Gizmo our Red Devil... health... env., nutr.   12/28/09
Hi
I have a 8 Year old red devil that has not had no trouble at all during his life in the last couple of months we have noticed him slightly losing appetite and sinking to the bottom of the tank and laying sideways.
<May be getting old, though this species should live a little longer without problems.>
PH is 7 Tank temp is 30 degrees Celsius, tank size is 270 Litres.
<The pH is too low, and the temperature a bit too high. Indeed, if it's been at 30 C all its life, it may well be "old" before its time. These fish do need hard, basic water -- you're aiming for 10+ degrees dH, and pH 7.5. I mention these specifically because tanks that rely on coral sand and Tufa rock for hardness may be fine for a long time, but eventually algae and bacteria so encrust the sand and rock that the buffering ability drops to zero. Replacing some/all of this material will help. Otherwise, simply add something like a Rift Valley salt mix at 50-100% dosage to provide the conditions required.

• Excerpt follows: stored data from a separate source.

//! Property tests for pool aggregation and damage reduction

use dice_core::prelude::*;
use proptest::prelude::*;
use std::sync::Arc;

fn die_kind() -> impl Strategy<Value = DieKind> {
    prop_oneof![
        Just(DieKind::D2),
        Just(DieKind::D4),
        Just(DieKind::D6),
        Just(DieKind::D8),
        Just(DieKind::D10),
        Just(DieKind::D12),
        Just(DieKind::D20),
        Just(DieKind::D100),
        Just(DieKind::Flat),
    ]
}

fn pool_entries() -> impl Strategy<Value = Vec<(DieKind, i32)>> {
    prop::collection::vec((die_kind(), 1..5i32), 0..8)
}

fn build_pool(entries: &[(DieKind, i32)]) -> DicePool {
    let mut pool = DicePool::new();
    for (kind, count) in entries {
        pool.add(*kind, *count);
    }
    pool
}

fn test_definition() -> Arc<StatDefinition> {
    Arc::new(StatDefinition {
        base: Dice::new(2, DieKind::D6),
        cap: 20,
        floor: 0,
        median: 10,
        max_damage: 18,
    })
}

proptest! {
    #[test]
    fn scalar_value_matches_sum_of_entries(entries in pool_entries()) {
        let pool = build_pool(&entries);
        let expected: i32 = pool
            .iter()
            .map(|(kind, count)| count * kind.maximal_value())
            .sum();
        prop_assert_eq!(pool.scalar_value(), expected);
    }

    #[test]
    fn aggregation_is_commutative(entries in pool_entries()) {
        let mut forward = Stat::new(test_definition());
        for (i, (kind, count)) in entries.iter().enumerate() {
            forward
                .add_modifier(Modifier::additive(
                    format!("src_{}", i),
                    Dice::new(*count, *kind),
                ))
                .unwrap();
        }

        let mut backward = Stat::new(test_definition());
        for (i, (kind, count)) in entries.iter().enumerate().rev() {
            backward
                .add_modifier(Modifier::additive(
                    format!("src_{}", i),
                    Dice::new(*count, *kind),
                ))
                .unwrap();
        }

        prop_assert_eq!(forward.final_value(), backward.final_value());
        prop_assert_eq!(forward.intensity(), backward.intensity());
    }

    #[test]
    fn reduction_never_grows_and_preserves_flat(
        entries in pool_entries(),
        budget in 0..300i32,
    ) {
        let pool = build_pool(&entries);
        let reduction = pool.reduce_by(budget);

        for kind in DieKind::all() {
            prop_assert!(reduction.pool.count(*kind) <= pool.count(*kind));
        }
        prop_assert_eq!(
            reduction.pool.count(DieKind::Flat),
            pool.count(DieKind::Flat)
        );
    }

    #[test]
    fn reduction_by_zero_is_identity(entries in pool_entries()) {
        let pool = build_pool(&entries);
        prop_assert_eq!(pool.reduce_by(0).pool, pool);
    }

    #[test]
    fn reduction_past_capacity_wipes_non_flat(entries in pool_entries()) {
        let pool = build_pool(&entries);
        let reduction = pool.reduce_by(pool.non_flat_scalar_value());
        prop_assert_eq!(reduction.pool.non_flat_scalar_value(), 0);
        for kind in DieKind::all() {
            if *kind != DieKind::Flat {
                prop_assert_eq!(reduction.pool.count(*kind), 0);
            }
        }
    }

    #[test]
    fn reduction_accounts_for_every_budget_unit(
        entries in pool_entries(),
        budget in 0..300i32,
    ) {
        let pool = build_pool(&entries);
        let reduction = pool.reduce_by(budget);
        let spent = budget - reduction.outcome.unspent();
        prop_assert_eq!(
            pool.non_flat_scalar_value() - reduction.pool.non_flat_scalar_value(),
            spent
        );
    }

    #[test]
    fn damage_stays_clamped_under_any_sequence(
        deltas in prop::collection::vec(-40..40i32, 0..20),
    ) {
        let mut stat = Stat::new(test_definition());
        for delta in deltas {
            stat.apply_damage(delta);
            prop_assert!(stat.damage() >= 0);
            prop_assert!(stat.damage() <= stat.intensity());
            prop_assert!(stat.current_value() >= 0);
        }
    }
}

http://www.wetwebmedia.com/FWSubWebIndex/fwh2oquality.htm
>
We had our filter not running efficiently by the time we realised the water quality wasn't very good over the last 2 weeks
<Well, that's one possible cause of problems.>
I have done a 2 x 50% water changes, cleaned the filters re leveled out his Ph level and put some live fish in their for him.
<Why have you added live fish? Let's be clear here: one of the silliest things any aquarist can do is use cheap, store-bought feeder fish. Goldfish and minnows contain too much thiaminase and fat, and over time will cause chronic vitamin deficiency and degeneration of the internal organs.

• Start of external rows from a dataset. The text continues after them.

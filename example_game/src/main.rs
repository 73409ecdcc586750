//! Example Game - a minimal CLI fight demonstrating dice_core
//!
//! This demo shows:
//! - Loading stat definitions from the built-in TOML config
//! - Equipping and unequipping modifier sources
//! - Applying damage against the pool and watching it shrink
//! - Rolling the surviving pool (rolling lives out here, not in the
//!   library)

use dice_core::prelude::*;
use rand::prelude::*;
use rand_chacha::ChaCha8Rng;
use std::cell::Cell;
use std::rc::Rc;

/// Roll every die in a pool; flat entries contribute their count.
fn roll_pool(pool: &DicePool, rng: &mut ChaCha8Rng) -> i32 {
    let mut total = 0;
    for (kind, count) in pool.iter() {
        match kind {
            DieKind::Flat => total += count,
            kind => {
                for _ in 0..count {
                    total += rng.gen_range(1..=kind.maximal_value());
                }
            }
        }
    }
    total
}

fn print_stat(name: &str, stat: &Stat) {
    println!(
        "  {:<8} pool {:<16} intensity {:<3} current {:<3} max {:<3} (damage {})",
        name,
        stat.final_value().to_string(),
        stat.intensity(),
        stat.current_value(),
        stat.max_value(),
        stat.damage(),
    );
}

fn main() {
    let definitions = default_definitions();
    let mut might = Stat::new(definitions["might"].clone());
    let mut rng = ChaCha8Rng::seed_from_u64(0xD1CE);

    let changes = Rc::new(Cell::new(0u32));
    let counter = Rc::clone(&changes);
    might.on_value_changed(move || counter.set(counter.get() + 1));

    println!("== A fresh hero ==");
    print_stat("might", &might);

    println!("\n== Equipping gear ==");
    might
        .add_modifier(Modifier::additive("sword#381", Dice::new(1, DieKind::D6)))
        .expect("additive modifiers are always accepted");
    might
        .add_modifier(Modifier::additive("charm#92", Dice::new(1, DieKind::D4)))
        .expect("additive modifiers are always accepted");
    might
        .add_modifier(Modifier::additive("charm#92", Dice::new(2, DieKind::Flat)))
        .expect("additive modifiers are always accepted");
    print_stat("might", &might);
    println!("  dominant die: {:?}", might.final_value().dominant_die());

    println!("\n== Taking 7 damage ==");
    might.apply_damage(7);
    print_stat("might", &might);
    println!(
        "  rollable pool after damage: {}",
        might.max_dice()
    );

    println!("\n== Three attack rolls with the surviving pool ==");
    for round in 1..=3 {
        println!("  round {}: rolled {}", round, roll_pool(might.max_dice(), &mut rng));
    }

    println!("\n== The charm breaks ==");
    might.remove_modifiers_from_source(&SourceId::from("charm#92"));
    print_stat("might", &might);
    println!("  aggregated-pool changes observed so far: {}", changes.get());

    println!("\n== Snapshot ==");
    match serde_json::to_string_pretty(might.final_value()) {
        Ok(json) => println!("{}", json),
        Err(err) => eprintln!("snapshot failed: {}", err),
    }
}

http://www.wetwebmedia.com/ca/volume_6/volume_6_1/thiaminase.htm
http://www.wetwebmedia.com/goldfshfd.htm
Cheap feeder fish can also internal parasites, some of which can infect predators that eat them. The information about thiaminase is increasingly widely known now, but the problems with fat and parasites have been known for years, which is why no aquarium book advises aquarists to use live feeder fish.>
We went away for 4 days came back and he had no colour at all but he would come out and say hello then go hide in his log again. When he swims it sometimes is sidewards then when he stops he hits the bottom fairly hard.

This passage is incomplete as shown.